→ Work instructions
Please read the records below and return each line holding the string "endpoint".

→ Extracted records
————————

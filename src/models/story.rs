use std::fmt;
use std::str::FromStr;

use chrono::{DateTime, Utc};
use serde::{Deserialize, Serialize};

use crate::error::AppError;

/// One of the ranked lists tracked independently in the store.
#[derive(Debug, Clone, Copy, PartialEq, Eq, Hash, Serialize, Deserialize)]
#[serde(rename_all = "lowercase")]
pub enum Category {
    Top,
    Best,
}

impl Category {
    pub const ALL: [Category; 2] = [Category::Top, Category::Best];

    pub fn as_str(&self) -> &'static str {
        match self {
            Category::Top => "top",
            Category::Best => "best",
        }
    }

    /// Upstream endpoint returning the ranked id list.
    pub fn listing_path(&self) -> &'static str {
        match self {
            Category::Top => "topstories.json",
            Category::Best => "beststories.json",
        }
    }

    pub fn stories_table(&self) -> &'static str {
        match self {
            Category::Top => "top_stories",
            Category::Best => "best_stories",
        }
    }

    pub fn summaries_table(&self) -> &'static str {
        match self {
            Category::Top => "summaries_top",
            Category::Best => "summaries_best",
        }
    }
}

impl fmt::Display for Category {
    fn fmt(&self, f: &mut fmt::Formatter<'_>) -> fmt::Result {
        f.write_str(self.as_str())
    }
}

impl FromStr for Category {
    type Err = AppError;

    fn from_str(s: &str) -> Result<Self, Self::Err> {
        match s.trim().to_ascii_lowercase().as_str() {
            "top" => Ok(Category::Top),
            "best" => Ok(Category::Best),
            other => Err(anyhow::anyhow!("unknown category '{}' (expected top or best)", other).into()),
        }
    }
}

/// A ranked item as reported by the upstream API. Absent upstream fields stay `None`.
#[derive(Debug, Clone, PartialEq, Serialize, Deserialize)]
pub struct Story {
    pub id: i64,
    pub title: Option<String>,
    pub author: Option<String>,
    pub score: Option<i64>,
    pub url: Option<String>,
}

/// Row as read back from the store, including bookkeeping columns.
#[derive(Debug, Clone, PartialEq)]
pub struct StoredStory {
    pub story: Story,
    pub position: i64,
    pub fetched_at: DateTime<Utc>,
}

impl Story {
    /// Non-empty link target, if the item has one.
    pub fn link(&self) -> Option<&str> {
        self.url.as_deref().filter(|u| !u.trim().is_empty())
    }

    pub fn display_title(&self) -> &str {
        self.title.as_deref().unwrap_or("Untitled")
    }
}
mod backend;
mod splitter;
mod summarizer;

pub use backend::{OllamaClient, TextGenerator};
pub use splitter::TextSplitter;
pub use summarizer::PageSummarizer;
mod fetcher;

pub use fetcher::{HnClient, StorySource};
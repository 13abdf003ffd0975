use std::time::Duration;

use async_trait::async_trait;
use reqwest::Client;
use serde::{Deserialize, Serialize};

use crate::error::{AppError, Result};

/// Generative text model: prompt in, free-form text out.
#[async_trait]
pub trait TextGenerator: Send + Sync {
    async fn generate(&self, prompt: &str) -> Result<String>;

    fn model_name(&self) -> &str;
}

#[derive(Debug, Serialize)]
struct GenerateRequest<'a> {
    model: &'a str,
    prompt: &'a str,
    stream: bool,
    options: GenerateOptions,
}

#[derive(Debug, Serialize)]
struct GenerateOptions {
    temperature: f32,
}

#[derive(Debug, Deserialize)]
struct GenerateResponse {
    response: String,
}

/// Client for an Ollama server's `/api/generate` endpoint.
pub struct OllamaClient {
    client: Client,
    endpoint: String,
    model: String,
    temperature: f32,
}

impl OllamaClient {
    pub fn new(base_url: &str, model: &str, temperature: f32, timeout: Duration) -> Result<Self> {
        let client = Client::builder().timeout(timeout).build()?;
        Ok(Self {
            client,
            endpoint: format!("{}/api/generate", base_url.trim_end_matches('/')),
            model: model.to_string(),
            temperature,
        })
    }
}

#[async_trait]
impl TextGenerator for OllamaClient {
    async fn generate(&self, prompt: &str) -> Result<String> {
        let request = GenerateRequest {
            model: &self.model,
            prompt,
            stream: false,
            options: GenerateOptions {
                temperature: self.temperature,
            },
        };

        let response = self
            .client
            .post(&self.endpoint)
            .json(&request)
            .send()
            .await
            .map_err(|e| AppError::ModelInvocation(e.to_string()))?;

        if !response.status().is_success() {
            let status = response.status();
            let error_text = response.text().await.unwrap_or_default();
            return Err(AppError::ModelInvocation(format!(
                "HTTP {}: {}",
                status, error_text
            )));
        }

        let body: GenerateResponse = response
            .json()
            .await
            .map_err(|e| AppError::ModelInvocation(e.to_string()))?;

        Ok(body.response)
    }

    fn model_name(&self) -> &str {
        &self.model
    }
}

————————

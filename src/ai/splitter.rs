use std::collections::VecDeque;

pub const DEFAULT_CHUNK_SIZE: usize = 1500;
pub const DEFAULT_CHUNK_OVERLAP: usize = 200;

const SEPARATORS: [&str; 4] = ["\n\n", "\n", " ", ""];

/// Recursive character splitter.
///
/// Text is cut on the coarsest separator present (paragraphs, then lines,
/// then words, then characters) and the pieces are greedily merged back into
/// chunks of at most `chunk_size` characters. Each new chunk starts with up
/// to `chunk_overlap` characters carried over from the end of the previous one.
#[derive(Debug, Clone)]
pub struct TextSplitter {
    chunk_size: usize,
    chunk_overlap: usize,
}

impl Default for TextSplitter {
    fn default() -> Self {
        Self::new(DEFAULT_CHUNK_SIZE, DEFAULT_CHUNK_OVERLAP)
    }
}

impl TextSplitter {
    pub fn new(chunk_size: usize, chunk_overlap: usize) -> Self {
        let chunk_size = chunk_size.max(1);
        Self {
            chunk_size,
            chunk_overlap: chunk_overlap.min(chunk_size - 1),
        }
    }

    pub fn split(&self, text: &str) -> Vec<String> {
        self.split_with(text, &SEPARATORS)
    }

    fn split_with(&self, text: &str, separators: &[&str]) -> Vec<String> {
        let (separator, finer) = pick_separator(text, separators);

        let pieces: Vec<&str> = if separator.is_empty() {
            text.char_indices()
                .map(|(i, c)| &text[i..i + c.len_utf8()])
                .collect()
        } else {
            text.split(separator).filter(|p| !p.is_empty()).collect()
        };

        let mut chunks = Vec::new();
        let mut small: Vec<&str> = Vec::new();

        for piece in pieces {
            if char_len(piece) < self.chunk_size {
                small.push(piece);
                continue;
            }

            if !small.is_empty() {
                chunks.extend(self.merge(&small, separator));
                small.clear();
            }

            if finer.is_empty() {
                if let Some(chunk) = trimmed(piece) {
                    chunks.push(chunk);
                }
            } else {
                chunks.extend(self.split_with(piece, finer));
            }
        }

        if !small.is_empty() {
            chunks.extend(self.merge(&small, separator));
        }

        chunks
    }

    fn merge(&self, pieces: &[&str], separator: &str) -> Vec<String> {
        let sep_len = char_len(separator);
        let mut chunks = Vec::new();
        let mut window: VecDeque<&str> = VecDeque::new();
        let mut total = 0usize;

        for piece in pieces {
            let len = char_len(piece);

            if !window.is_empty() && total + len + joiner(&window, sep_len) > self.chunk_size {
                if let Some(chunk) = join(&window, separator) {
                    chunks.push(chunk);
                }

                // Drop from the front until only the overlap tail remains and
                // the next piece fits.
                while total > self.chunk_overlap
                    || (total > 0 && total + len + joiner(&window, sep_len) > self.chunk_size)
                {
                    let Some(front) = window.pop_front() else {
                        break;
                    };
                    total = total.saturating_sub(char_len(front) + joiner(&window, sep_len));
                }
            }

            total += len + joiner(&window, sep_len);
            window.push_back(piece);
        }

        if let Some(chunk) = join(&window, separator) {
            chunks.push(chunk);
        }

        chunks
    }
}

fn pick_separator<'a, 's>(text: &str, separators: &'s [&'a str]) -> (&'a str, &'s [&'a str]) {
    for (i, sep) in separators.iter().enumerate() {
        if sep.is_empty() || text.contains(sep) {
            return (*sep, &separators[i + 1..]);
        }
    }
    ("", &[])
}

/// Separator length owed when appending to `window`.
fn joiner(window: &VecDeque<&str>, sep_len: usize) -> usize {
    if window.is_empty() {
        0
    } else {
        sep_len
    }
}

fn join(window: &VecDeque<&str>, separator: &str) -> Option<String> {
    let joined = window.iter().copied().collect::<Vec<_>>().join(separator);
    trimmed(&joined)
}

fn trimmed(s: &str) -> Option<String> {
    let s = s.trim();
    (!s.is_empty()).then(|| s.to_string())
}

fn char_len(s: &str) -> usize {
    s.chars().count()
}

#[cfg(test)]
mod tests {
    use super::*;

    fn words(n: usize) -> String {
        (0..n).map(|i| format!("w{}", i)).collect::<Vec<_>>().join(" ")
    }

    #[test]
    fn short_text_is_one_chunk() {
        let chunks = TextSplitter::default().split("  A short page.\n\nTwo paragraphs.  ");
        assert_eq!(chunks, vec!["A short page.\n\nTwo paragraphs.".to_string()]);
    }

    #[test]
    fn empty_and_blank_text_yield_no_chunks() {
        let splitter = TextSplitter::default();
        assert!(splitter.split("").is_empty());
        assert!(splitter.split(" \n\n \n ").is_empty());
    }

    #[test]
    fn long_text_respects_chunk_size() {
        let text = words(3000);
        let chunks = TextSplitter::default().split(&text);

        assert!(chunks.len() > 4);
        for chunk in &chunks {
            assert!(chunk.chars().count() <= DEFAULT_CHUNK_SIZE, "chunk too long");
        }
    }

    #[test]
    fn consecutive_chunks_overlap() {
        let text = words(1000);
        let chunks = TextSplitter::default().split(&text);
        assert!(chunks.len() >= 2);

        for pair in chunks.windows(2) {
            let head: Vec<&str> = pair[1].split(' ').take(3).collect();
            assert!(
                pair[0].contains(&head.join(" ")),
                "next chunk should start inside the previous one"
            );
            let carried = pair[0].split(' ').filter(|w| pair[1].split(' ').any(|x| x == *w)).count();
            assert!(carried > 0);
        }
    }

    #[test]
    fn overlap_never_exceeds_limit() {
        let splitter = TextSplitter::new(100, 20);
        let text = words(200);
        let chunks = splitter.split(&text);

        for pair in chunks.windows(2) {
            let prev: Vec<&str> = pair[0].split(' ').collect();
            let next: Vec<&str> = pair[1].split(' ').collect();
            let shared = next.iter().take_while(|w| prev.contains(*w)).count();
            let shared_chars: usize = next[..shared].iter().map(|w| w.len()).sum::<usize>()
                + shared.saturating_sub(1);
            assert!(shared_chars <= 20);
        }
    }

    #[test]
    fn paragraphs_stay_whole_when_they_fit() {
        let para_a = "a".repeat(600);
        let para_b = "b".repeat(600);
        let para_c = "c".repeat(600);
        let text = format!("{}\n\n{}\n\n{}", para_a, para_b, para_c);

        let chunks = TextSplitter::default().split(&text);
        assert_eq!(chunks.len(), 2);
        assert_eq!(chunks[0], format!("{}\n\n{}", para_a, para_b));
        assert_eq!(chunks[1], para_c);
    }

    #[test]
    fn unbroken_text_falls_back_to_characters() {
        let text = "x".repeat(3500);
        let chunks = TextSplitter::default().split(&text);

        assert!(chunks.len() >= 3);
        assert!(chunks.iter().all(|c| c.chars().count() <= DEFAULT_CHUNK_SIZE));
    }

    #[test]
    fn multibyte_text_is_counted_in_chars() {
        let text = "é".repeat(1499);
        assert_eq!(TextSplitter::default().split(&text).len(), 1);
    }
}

————————

→ Finished task
    /// Upstream endpoint returning the ranked id list.
/// Client for an Ollama server's `/api/generate` endpoint.
    endpoint: String,
            endpoint: format!("{}/api/generate", base_url.trim_end_matches('/')),
            .post(&self.endpoint)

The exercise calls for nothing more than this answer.